Elisabete Ferrarezi (2009)
Comecei minha atuação política ainda adolescente, na associação
amigos do bairro de Vila dos Remédios (Osasco/SP), que meu pai
ajudou a fundar. Sempre me interessei sobre as formas de
organização social e política e por isso me tornei socióloga. Em
meus primeiros trabalhos dialoguei com movimentos sociais de
habitação e posteriormente movimentos de educação de adultos.
Depois de exercer a função de educadora para crianças e jovens em
situação de rua, elaborei uma tese de mestrado sobre a política da
Secretaria do Menor (SP), que apontava a ausência de diálogo e
integração entre as instituições e agentes públicos e privados como
um dos principais entraves para a sustentabilidade de uma política
inovadora no atendimento aos jovens. O conflito entre instituições
levou a uma das mais graves crises na Febem/SP.
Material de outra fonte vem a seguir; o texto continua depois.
use reqwest::Method;
use serde_json::Value;
use url::Url;

/// How the page issued a request.
#[derive(Debug, Clone, Copy, PartialEq, Eq, Default)]
pub enum RequestMode {
  /// A full document load (address bar, link click, reload)
  Navigate,
  /// Scripts, styles, images, API calls
  #[default]
  Subresource,
}

/// A single intercepted request.
#[derive(Debug, Clone)]
pub struct Request {
  pub method: Method,
  pub url: Url,
  pub mode: RequestMode,
}

impl Request {
  /// A sub-resource GET.
  pub fn get(url: Url) -> Self {
    Self {
      method: Method::GET,
      url,
      mode: RequestMode::default(),
    }
  }

  /// A top-level document load.
  pub fn navigate(url: Url) -> Self {
    Self {
      method: Method::GET,
      url,
      mode: RequestMode::Navigate,
    }
  }

  pub fn with_method(mut self, method: Method) -> Self {
    self.method = method;
    self
  }

  pub fn is_navigation(&self) -> bool {
    self.mode == RequestMode::Navigate
  }

  /// Key used for cache lookups. Fragments never reach the server, so they
  /// never distinguish entries.
  pub fn cache_key(&self) -> String {
    cache_key(&self.url)
  }
}

pub fn cache_key(url: &Url) -> String {
  let mut url = url.clone();
  url.set_fragment(None);
  url.to_string()
}

/// A complete, buffered response.
#[derive(Debug, Clone, PartialEq, Eq)]
pub struct Response {
  pub url: String,
  pub status: u16,
  pub headers: Vec<(String, String)>,
  pub body: Vec<u8>,
}

impl Response {
  pub fn new(url: impl Into<String>, status: u16, body: impl Into<Vec<u8>>) -> Self {
    Self {
      url: url.into(),
      status,
      headers: Vec::new(),
      body: body.into(),
    }
  }

  /// Synthesize a `200 OK` JSON response around a payload.
  pub fn json(url: impl Into<String>, payload: &Value) -> Self {
    Self {
      url: url.into(),
      status: 200,
      headers: vec![("content-type".to_string(), "application/json".to_string())],
      body: payload.to_string().into_bytes(),
    }
  }

  /// Status in the 200-299 range.
  pub fn ok(&self) -> bool {
    (200..300).contains(&self.status)
  }

  pub fn header(&self, name: &str) -> Option<&str> {
    self
      .headers
      .iter()
      .find(|(n, _)| n.eq_ignore_ascii_case(name))
      .map(|(_, v)| v.as_str())
  }

  /// Parse the body as JSON.
  pub fn json_body(&self) -> Result<Value, serde_json::Error> {
    serde_json::from_slice(&self.body)
  }
}
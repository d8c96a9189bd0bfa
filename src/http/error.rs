use thiserror::Error;

#[derive(Error, Debug)]
pub enum FetchError {
  #[error("Network error: {0}")]
  Network(String),

  #[error("Unexpected status {status} from {url}")]
  Status { status: u16, url: String },

  #[error("Invalid JSON body: {0}")]
  Parse(#[from] serde_json::Error),
}

impl From<reqwest::Error> for FetchError {
  fn from(err: reqwest::Error) -> Self {
    FetchError::Network(err.to_string())
  }
}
Em 1994, quando participava de um comitê da Campanha contra a Fome
e a Miséria, pela Vida na FGV, esse mesmo grupo constituiu o
primeiro centro de estudos do terceiro setor no Brasil. O tema era
pouco conhecido, pois não constituía ainda uma categoria de
pesquisa na academia.
Foi quando tive contato com Jane Jacobs e com o livro de Robert
Putnam sobre capital social. Comecei a estudar e escrever sobre as
novas formas de organização da sociedade civil. Percebi que a
ciência social tinha se distanciado um pouco dessa questão. Putnam
conseguiu colocar novamente o tema na agenda, salientando o papel
das relações sociais em sociedades modernas, como um dos fatores do
desenvolvimento.
Entrei no governo federal, em 1996, em uma carreira de
especialistas em políticas públicas e gestão governamental, e tive
a oportunidade de apresentar um ensaio de minha autoria sobre
terceiro setor ao Augusto de Franco, quando ele realizava uma
palestra na Escola Nacional de Administração Pública – ENAP, onde
eu trabalhava. Recebi o convite para trabalhar no Conselho da
Comunidade Solidária, onde pude desenvolver estudos sobre a reforma
do marco legal do terceiro setor que estava sendo coordenada pelo
Conselho. Esse, sem dúvida, foi o mais rico aprendizado
profissional que tive, estudando, desenvolvendo e trabalhando com
temas como desenvolvimento local, geração de renda, microcrédito,
todos envolvendo novas relações entre os atores sociais e
políticos.
Ao coordenar a formação de carreiras na ENAP levei temas como o das
relações e parcerias entre estado e sociedade, capital social e
redes para os programas dos cursos.
Fiz uma tese de doutorado sobre a Lei das OSCIP para registrar o
aprendizado em políticas públicas que aconteceu à época, pois a
elaboração da Lei 9.790/99 foi feita de modo democrático, num
exercício participativo, pouco comum à época no governo.
Assim, o tema das redes me interessa, à medida que dá continuidade
às minhas investigações pessoais e trajetória profissional.
Mas o foco de meus estudos são as relações do Estado com a
sociedade, principalmente nas políticas públicas, pois há ainda
muito que aprender nesse âmbito, considerando-se que essas
políticas podem destruir ou gerar capital social. Como a
administração pública se relacionará com as redes sociais? Terá
trajetória semelhante às relações com o terceiro setor? Como as
redes de trabalho no setor público podem ser enriquecidas (maior
produtividade e efetividade) à luz dessa experiência de rede
social? Estou aqui para iniciar um novo aprendizado, continuar
estudando e instigando os meus pares.